BEGIN EXTRACTED RECORDS

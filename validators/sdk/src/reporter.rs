//! Mutation reporter
//!
//! Replays intents through the transfer layer, one host call per intent.

use crate::boundary::Boundary;
use crate::intent::Intent;
use crate::transfer::{Transfer, TransferError};

/// Replay `intents` in order and return how many errors were issued.
///
/// Stops at the first intent that cannot be sent; everything before it has
/// already reached the host.
pub fn report<'i, B, I>(transfer: &mut Transfer<'_, B>, intents: I) -> Result<usize, TransferError>
where
    B: Boundary + ?Sized,
    I: IntoIterator<Item = &'i Intent>,
{
    let mut errors = 0;

    for intent in intents {
        match intent {
            Intent::ReportError { field, message } => {
                transfer.send_error(field, message);
                errors += 1;
            }
            Intent::ReportWarning { field, message } => transfer.send_warning(field, message),
            Intent::SetRequired { field, required } => transfer.send_required(field, *required),
            Intent::SetDisplay { field, display } => transfer.send_display(field, *display),
            Intent::SetValue { field, value } => transfer.send_value(field, value)?,
            Intent::Diagnostic { text } => transfer.send_diagnostic(text),
        }
    }

    Ok(errors)
}
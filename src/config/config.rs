//! Configuration structures for the RESO validation host.
//!
//! Every setting can come from a TOML file, the command line, or both; the
//! command line wins.
//!
//! # Example TOML
//! ```toml
//! [validator]
//! path = "target/wasm32-unknown-unknown/release/listing_validator.wasm"
//!
//! [records]
//! current = "listing.json"
//! previous = "listing.previous.json"
//!
//! [runtime]
//! fuel = 50_000_000
//! max_memory_bytes = 16_777_216
//! verbose = 1
//! ```

use serde::Deserialize;
use std::fs;
use std::path::{Path, PathBuf};
use thiserror::Error;

/// Main configuration structure
#[derive(Debug, Default, Deserialize)]
pub struct Config {
    #[serde(default)]
    pub validator: ValidatorSettings,
    #[serde(default)]
    pub records: RecordSettings,
    #[serde(default)]
    pub runtime: RuntimeSettings,
}

/// Which module to run
#[derive(Debug, Default, Deserialize, Clone)]
pub struct ValidatorSettings {
    /// Path to the `.wasm` file
    #[serde(default)]
    pub path: Option<PathBuf>,

    /// Name used in logs (defaults to the file stem)
    #[serde(default)]
    pub name: Option<String>,
}

/// Record files to validate
#[derive(Debug, Default, Deserialize, Clone)]
pub struct RecordSettings {
    /// JSON file with the record being saved
    #[serde(default)]
    pub current: Option<PathBuf>,

    /// JSON file with the previously persisted record; absent for new records
    #[serde(default)]
    pub previous: Option<PathBuf>,
}

/// Sandbox limits applied to every invocation
#[derive(Debug, Deserialize, Clone, PartialEq)]
pub struct RuntimeSettings {
    /// Instruction budget per invocation
    #[serde(default = "default_fuel")]
    pub fuel: u64,

    /// Linear memory cap per instance
    #[serde(default = "default_max_memory_bytes")]
    pub max_memory_bytes: usize,

    /// 0: report only, 1: module diagnostics, 2: every host call
    #[serde(default)]
    pub verbose: u8,
}

fn default_fuel() -> u64 {
    100_000_000
}

fn default_max_memory_bytes() -> usize {
    64 * 1024 * 1024 // 64 MiB
}

impl Default for RuntimeSettings {
    fn default() -> Self {
        Self {
            fuel: default_fuel(),
            max_memory_bytes: default_max_memory_bytes(),
            verbose: 0,
        }
    }
}

/// Configuration loading or validation failure
#[derive(Debug, Error)]
pub enum ConfigError {
    #[error("Failed to read '{}': {source}", .path.display())]
    Io {
        path: PathBuf,
        #[source]
        source: std::io::Error,
    },

    #[error("Invalid TOML: {0}")]
    Parse(#[from] toml::de::Error),

    #[error("Missing setting: {0}")]
    Missing(&'static str),

    #[error("Invalid setting: {0}")]
    Invalid(String),
}

impl Config {
    /// Load configuration from a TOML file
    pub fn from_file<P: AsRef<Path>>(path: P) -> Result<Self, ConfigError> {
        let path = path.as_ref();
        let contents = fs::read_to_string(path).map_err(|source| ConfigError::Io {
            path: path.to_path_buf(),
            source,
        })?;
        Self::from_toml(&contents)
    }

    pub fn from_toml(contents: &str) -> Result<Self, ConfigError> {
        Ok(toml::from_str(contents)?)
    }

    /// Check that everything needed to run is present and sane
    pub fn validate(&self) -> Result<(), ConfigError> {
        if self.validator.path.is_none() {
            return Err(ConfigError::Missing("validator.path"));
        }
        if self.records.current.is_none() {
            return Err(ConfigError::Missing("records.current"));
        }
        if self.runtime.fuel == 0 {
            return Err(ConfigError::Invalid("runtime.fuel must be greater than 0".to_string()));
        }
        if self.runtime.max_memory_bytes < 64 * 1024 {
            return Err(ConfigError::Invalid(
                "runtime.max_memory_bytes must allow at least one 64 KiB page".to_string(),
            ));
        }
        Ok(())
    }

    /// Name to log the validator under
    pub fn validator_name(&self) -> String {
        if let Some(name) = &self.validator.name {
            return name.clone();
        }
        self.validator
            .path
            .as_ref()
            .and_then(|path| path.file_stem())
            .map(|stem| stem.to_string_lossy().into_owned())
            .unwrap_or_else(|| "validator".to_string())
    }
}

#[cfg(test)]
mod tests {
    use super::*;
    use std::io::Write;
    use tempfile::NamedTempFile;

    #[test]
    fn test_parse_config() {
        let toml_str = r#"
[validator]
path = "listing_validator.wasm"

[records]
current = "listing.json"
previous = "previous.json"

[runtime]
fuel = 5000
verbose = 2
"#;

        let config = Config::from_toml(toml_str).unwrap();
        assert_eq!(config.validator.path, Some(PathBuf::from("listing_validator.wasm")));
        assert_eq!(config.records.previous, Some(PathBuf::from("previous.json")));
        assert_eq!(config.runtime.fuel, 5000);
        assert_eq!(config.runtime.max_memory_bytes, 64 * 1024 * 1024);
        assert_eq!(config.runtime.verbose, 2);
        assert!(config.validate().is_ok());
    }

    #[test]
    fn test_empty_config_uses_defaults() {
        let config = Config::from_toml("").unwrap();
        assert_eq!(config.runtime, RuntimeSettings::default());
        assert!(config.records.previous.is_none());
    }

    #[test]
    fn test_missing_module_path() {
        let config = Config::from_toml("[records]\ncurrent = \"listing.json\"\n").unwrap();
        assert!(matches!(config.validate(), Err(ConfigError::Missing("validator.path"))));
    }

    #[test]
    fn test_missing_current_record() {
        let config = Config::from_toml("[validator]\npath = \"v.wasm\"\n").unwrap();
        assert!(matches!(config.validate(), Err(ConfigError::Missing("records.current"))));
    }

    #[test]
    fn test_zero_fuel_is_invalid() {
        let toml_str = r#"
[validator]
path = "v.wasm"
[records]
current = "listing.json"
[runtime]
fuel = 0
"#;
        let config = Config::from_toml(toml_str).unwrap();
        assert!(matches!(config.validate(), Err(ConfigError::Invalid(_))));
    }

    #[test]
    fn test_invalid_toml() {
        let err = Config::from_toml("[runtime]\nfuel = \"lots\"\n").unwrap_err();
        assert!(matches!(err, ConfigError::Parse(_)));
    }

    #[test]
    fn test_from_file() {
        let mut file = NamedTempFile::new().unwrap();
        writeln!(file, "[validator]\npath = \"/modules/listing_validator.wasm\"").unwrap();

        let config = Config::from_file(file.path()).unwrap();
        assert_eq!(config.validator_name(), "listing_validator");
    }

    #[test]
    fn test_from_missing_file() {
        let err = Config::from_file("/nonexistent/reso-host.toml").unwrap_err();
        assert!(matches!(err, ConfigError::Io { .. }));
    }

    #[test]
    fn test_explicit_name_wins() {
        let config =
            Config::from_toml("[validator]\npath = \"a.wasm\"\nname = \"listing\"\n").unwrap();
        assert_eq!(config.validator_name(), "listing");
    }
}
//! One validation pass, from fetch to report

use crate::boundary::Boundary;
use crate::decode::{DecodeError, Records};
use crate::intent::Intents;
use crate::reporter;
use crate::transfer::{Transfer, TransferError};
use serde::de::DeserializeOwned;
use thiserror::Error;

/// Why an invocation stopped early
#[derive(Debug, Error, PartialEq)]
pub enum AbortReason {
    #[error(transparent)]
    Transfer(#[from] TransferError),

    #[error(transparent)]
    Decode(#[from] DecodeError),
}

/// Terminal state of an invocation
#[derive(Debug, PartialEq)]
pub enum Outcome {
    /// Every intent was replayed. The record passed if `errors` is zero.
    Completed { errors: usize },
    /// A fatal failure was reported through one diagnostic; nothing else
    /// was issued after it.
    Aborted(AbortReason),
}

impl Outcome {
    pub fn passed(&self) -> bool {
        matches!(self, Outcome::Completed { errors: 0 })
    }

    pub fn is_aborted(&self) -> bool {
        matches!(self, Outcome::Aborted(_))
    }
}

/// Run `rules` against the records the host provides.
///
/// The rule set is a pure function of `(current, previous)`. All host
/// traffic happens here, before and after it runs.
pub fn invoke<B, R, F>(boundary: &mut B, rules: F) -> Outcome
where
    B: Boundary + ?Sized,
    R: DeserializeOwned + Default,
    F: FnOnce(&R, &R) -> Intents,
{
    let mut transfer = Transfer::new(boundary);

    match run(&mut transfer, rules) {
        Ok(errors) => Outcome::Completed { errors },
        Err(reason) => {
            transfer.send_diagnostic(&reason.to_string());
            Outcome::Aborted(reason)
        }
    }
}

fn run<B, R, F>(transfer: &mut Transfer<'_, B>, rules: F) -> Result<usize, AbortReason>
where
    B: Boundary + ?Sized,
    R: DeserializeOwned + Default,
    F: FnOnce(&R, &R) -> Intents,
{
    let current = transfer.fetch_current_bytes()?;
    let previous = transfer.fetch_previous_bytes()?;
    let records: Records<R> = Records::decode(&current, &previous)?;

    let intents = rules(&records.current, &records.previous);

    Ok(reporter::report(transfer, &intents)?)
}

#[cfg(test)]
mod tests {
    use super::*;
    use crate::boundary::Snapshot;
    use crate::testing::{BoundaryCall, RecordingHost};
    use serde::Deserialize;

    #[derive(Debug, Default, Deserialize)]
    #[serde(default)]
    struct Item {
        #[serde(rename = "Quantity")]
        quantity: i64,
    }

    fn quantity_rules(current: &Item, previous: &Item) -> Intents {
        let mut intents = Intents::new();
        if current.quantity < 0 {
            intents.error("Quantity", "Quantity cannot be negative");
        }
        if current.quantity != previous.quantity {
            intents.set("Changed", true);
        }
        intents
    }

    #[test]
    fn test_completed_invocation() {
        let mut host = RecordingHost::new(br#"{"Quantity": 3}"#, b"");
        let outcome = invoke(&mut host, quantity_rules);

        assert_eq!(outcome, Outcome::Completed { errors: 0 });
        assert!(outcome.passed());
        assert_eq!(
            host.field_calls(),
            vec![&BoundaryCall::Set("Changed".into(), "true".into())]
        );
    }

    #[test]
    fn test_errors_do_not_stop_evaluation() {
        let mut host = RecordingHost::new(br#"{"Quantity": -1}"#, br#"{"Quantity": 2}"#);
        let outcome = invoke(&mut host, quantity_rules);

        assert_eq!(outcome, Outcome::Completed { errors: 1 });
        assert!(!outcome.passed());
        assert_eq!(host.field_calls().len(), 2);
    }

    #[test]
    fn test_malformed_current_aborts_with_one_diagnostic() {
        let mut host = RecordingHost::new(b"{not json", b"");
        let outcome = invoke(&mut host, quantity_rules);

        assert!(outcome.is_aborted());
        assert_eq!(host.diagnostics().len(), 1);
        assert!(host.diagnostics()[0].starts_with("data was not a valid record"));
        assert!(host.field_calls().is_empty());
    }

    #[test]
    fn test_malformed_previous_aborts() {
        let mut host = RecordingHost::new(br#"{"Quantity": 1}"#, br#""Closed""#);
        let outcome = invoke(&mut host, quantity_rules);

        assert!(matches!(
            outcome,
            Outcome::Aborted(AbortReason::Decode(DecodeError {
                snapshot: Snapshot::Previous,
                ..
            }))
        ));
        assert_eq!(host.diagnostics().len(), 1);
        assert!(host.field_calls().is_empty());
    }

    #[test]
    fn test_size_mismatch_aborts_before_decoding() {
        let mut host =
            RecordingHost::new(br#"{"Quantity": 1}"#, b"").with_fill_size(Snapshot::Current, 3);
        let outcome = invoke(&mut host, quantity_rules);

        assert!(matches!(
            outcome,
            Outcome::Aborted(AbortReason::Transfer(TransferError::SizeMismatch { .. }))
        ));
        assert!(!host.calls().contains(&BoundaryCall::Probe(Snapshot::Previous)));
        assert_eq!(host.diagnostics().len(), 1);
    }

    #[test]
    fn test_encode_failure_aborts_after_earlier_calls() {
        let mut host = RecordingHost::new(b"{}", b"");
        let outcome = invoke(&mut host, |_: &Item, _: &Item| {
            let mut intents = Intents::new();
            intents
                .required("Rooms", true)
                .set("Rooms", serde_json::json!([1]))
                .display("Rooms", true);
            intents
        });

        assert!(outcome.is_aborted());
        assert_eq!(
            host.field_calls(),
            vec![&BoundaryCall::SetRequired("Rooms".into(), 1)]
        );
        assert_eq!(host.diagnostics(), vec!["value for Rooms is not a scalar"]);
    }
}
//! In-memory host for exercising validation modules natively

use crate::boundary::{Boundary, Snapshot};

/// One call as observed by [`RecordingHost`]
#[derive(Debug, Clone, PartialEq, Eq)]
pub enum BoundaryCall {
    Probe(Snapshot),
    /// Fill request with the destination length
    Fill(Snapshot, usize),
    Diagnostic(String),
    Error(String, String),
    Warn(String, String),
    SetRequired(String, i32),
    SetDisplay(String, i32),
    /// Field and the JSON text of the value
    Set(String, String),
}

impl BoundaryCall {
    /// Whether this call mutates field state or reports on a field
    pub fn is_field_call(&self) -> bool {
        matches!(
            self,
            BoundaryCall::Error(..)
                | BoundaryCall::Warn(..)
                | BoundaryCall::SetRequired(..)
                | BoundaryCall::SetDisplay(..)
                | BoundaryCall::Set(..)
        )
    }
}

/// Host double serving fixed record bytes and logging every call
#[derive(Debug, Default)]
pub struct RecordingHost {
    current: Vec<u8>,
    previous: Vec<u8>,
    probe_override: Vec<(Snapshot, i32)>,
    fill_override: Vec<(Snapshot, i32)>,
    calls: Vec<BoundaryCall>,
}

impl RecordingHost {
    pub fn new(current: &[u8], previous: &[u8]) -> Self {
        Self {
            current: current.to_vec(),
            previous: previous.to_vec(),
            ..Self::default()
        }
    }

    /// Make the size probe for `snapshot` report `size`
    pub fn with_probe_size(mut self, snapshot: Snapshot, size: i32) -> Self {
        self.probe_override.push((snapshot, size));
        self
    }

    /// Make the fill for `snapshot` report `size`
    pub fn with_fill_size(mut self, snapshot: Snapshot, size: i32) -> Self {
        self.fill_override.push((snapshot, size));
        self
    }

    pub fn calls(&self) -> &[BoundaryCall] {
        &self.calls
    }

    pub fn into_calls(self) -> Vec<BoundaryCall> {
        self.calls
    }

    pub fn diagnostics(&self) -> Vec<&str> {
        self.calls
            .iter()
            .filter_map(|call| match call {
                BoundaryCall::Diagnostic(text) => Some(text.as_str()),
                _ => None,
            })
            .collect()
    }

    /// `(field, message)` pairs reported through `error`
    pub fn errors(&self) -> Vec<(&str, &str)> {
        self.calls
            .iter()
            .filter_map(|call| match call {
                BoundaryCall::Error(field, message) => Some((field.as_str(), message.as_str())),
                _ => None,
            })
            .collect()
    }

    /// Calls that touch a field, in issue order
    pub fn field_calls(&self) -> Vec<&BoundaryCall> {
        self.calls.iter().filter(|call| call.is_field_call()).collect()
    }

    fn record(&self, snapshot: Snapshot) -> &[u8] {
        match snapshot {
            Snapshot::Current => &self.current,
            Snapshot::Previous => &self.previous,
        }
    }

    fn overridden(overrides: &[(Snapshot, i32)], snapshot: Snapshot) -> Option<i32> {
        overrides
            .iter()
            .find(|(s, _)| *s == snapshot)
            .map(|(_, size)| *size)
    }
}

impl Boundary for RecordingHost {
    fn probe_size(&mut self, snapshot: Snapshot) -> i32 {
        self.calls.push(BoundaryCall::Probe(snapshot));
        Self::overridden(&self.probe_override, snapshot)
            .unwrap_or(self.record(snapshot).len() as i32)
    }

    fn fill(&mut self, snapshot: Snapshot, buf: &mut [u8]) -> i32 {
        self.calls.push(BoundaryCall::Fill(snapshot, buf.len()));
        let record = self.record(snapshot);
        if record.len() <= buf.len() {
            buf[..record.len()].copy_from_slice(record);
        }
        Self::overridden(&self.fill_override, snapshot).unwrap_or(record.len() as i32)
    }

    fn diagnostic(&mut self, text: &str) {
        self.calls.push(BoundaryCall::Diagnostic(text.to_string()));
    }

    fn error(&mut self, field: &str, message: &str) {
        self.calls
            .push(BoundaryCall::Error(field.to_string(), message.to_string()));
    }

    fn warn(&mut self, field: &str, message: &str) {
        self.calls
            .push(BoundaryCall::Warn(field.to_string(), message.to_string()));
    }

    fn set_required(&mut self, field: &str, value: i32) {
        self.calls
            .push(BoundaryCall::SetRequired(field.to_string(), value));
    }

    fn set_display(&mut self, field: &str, value: i32) {
        self.calls
            .push(BoundaryCall::SetDisplay(field.to_string(), value));
    }

    fn set(&mut self, field: &str, value: &[u8]) {
        self.calls.push(BoundaryCall::Set(
            field.to_string(),
            String::from_utf8_lossy(value).into_owned(),
        ));
    }
}
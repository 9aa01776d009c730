use std::fmt;
use std::str::FromStr;

use serde::{Deserialize, Serialize};
use snafu::ensure;
use uuid::Uuid;

use super::error::{InvalidIdSnafu, StorageError, StorageResult};

// Backend ids are opaque strings; locally minted ones are UUIDv7 so they sort by creation.
macro_rules! define_storage_id {
    ($name:ident, $id_type:literal) => {
        #[derive(Debug, Clone, PartialEq, Eq, Hash, PartialOrd, Ord, Serialize, Deserialize)]
        #[serde(transparent)]
        pub struct $name(String);

        impl $name {
            pub fn new_v7() -> Self {
                Self(Uuid::now_v7().to_string())
            }

            pub fn parse(raw: &str) -> StorageResult<Self> {
                let trimmed = raw.trim();
                ensure!(
                    !trimmed.is_empty(),
                    InvalidIdSnafu {
                        stage: "parse-storage-id",
                        id_type: $id_type,
                        raw: raw.to_string(),
                    }
                );
                Ok(Self(trimmed.to_string()))
            }

            pub fn as_str(&self) -> &str {
                &self.0
            }
        }

        impl fmt::Display for $name {
            fn fmt(&self, formatter: &mut fmt::Formatter<'_>) -> fmt::Result {
                formatter.write_str(&self.0)
            }
        }

        impl From<String> for $name {
            fn from(value: String) -> Self {
                Self(value)
            }
        }

        impl From<&str> for $name {
            fn from(value: &str) -> Self {
                Self(value.to_string())
            }
        }

        impl From<$name> for String {
            fn from(value: $name) -> Self {
                value.0
            }
        }

        impl FromStr for $name {
            type Err = StorageError;

            fn from_str(raw: &str) -> StorageResult<Self> {
                Self::parse(raw)
            }
        }
    };
}

define_storage_id!(ConversationId, "conversation-id");
define_storage_id!(MessageId, "message-id");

END EXTRACTED RECORDS

EXERCISE DESCRIPTION
Where a line of the records has the string "InvalidIdSnafu", return that line.

FINISHED TASK
use super::error::{InvalidIdSnafu, StorageError, StorageResult};
                    InvalidIdSnafu {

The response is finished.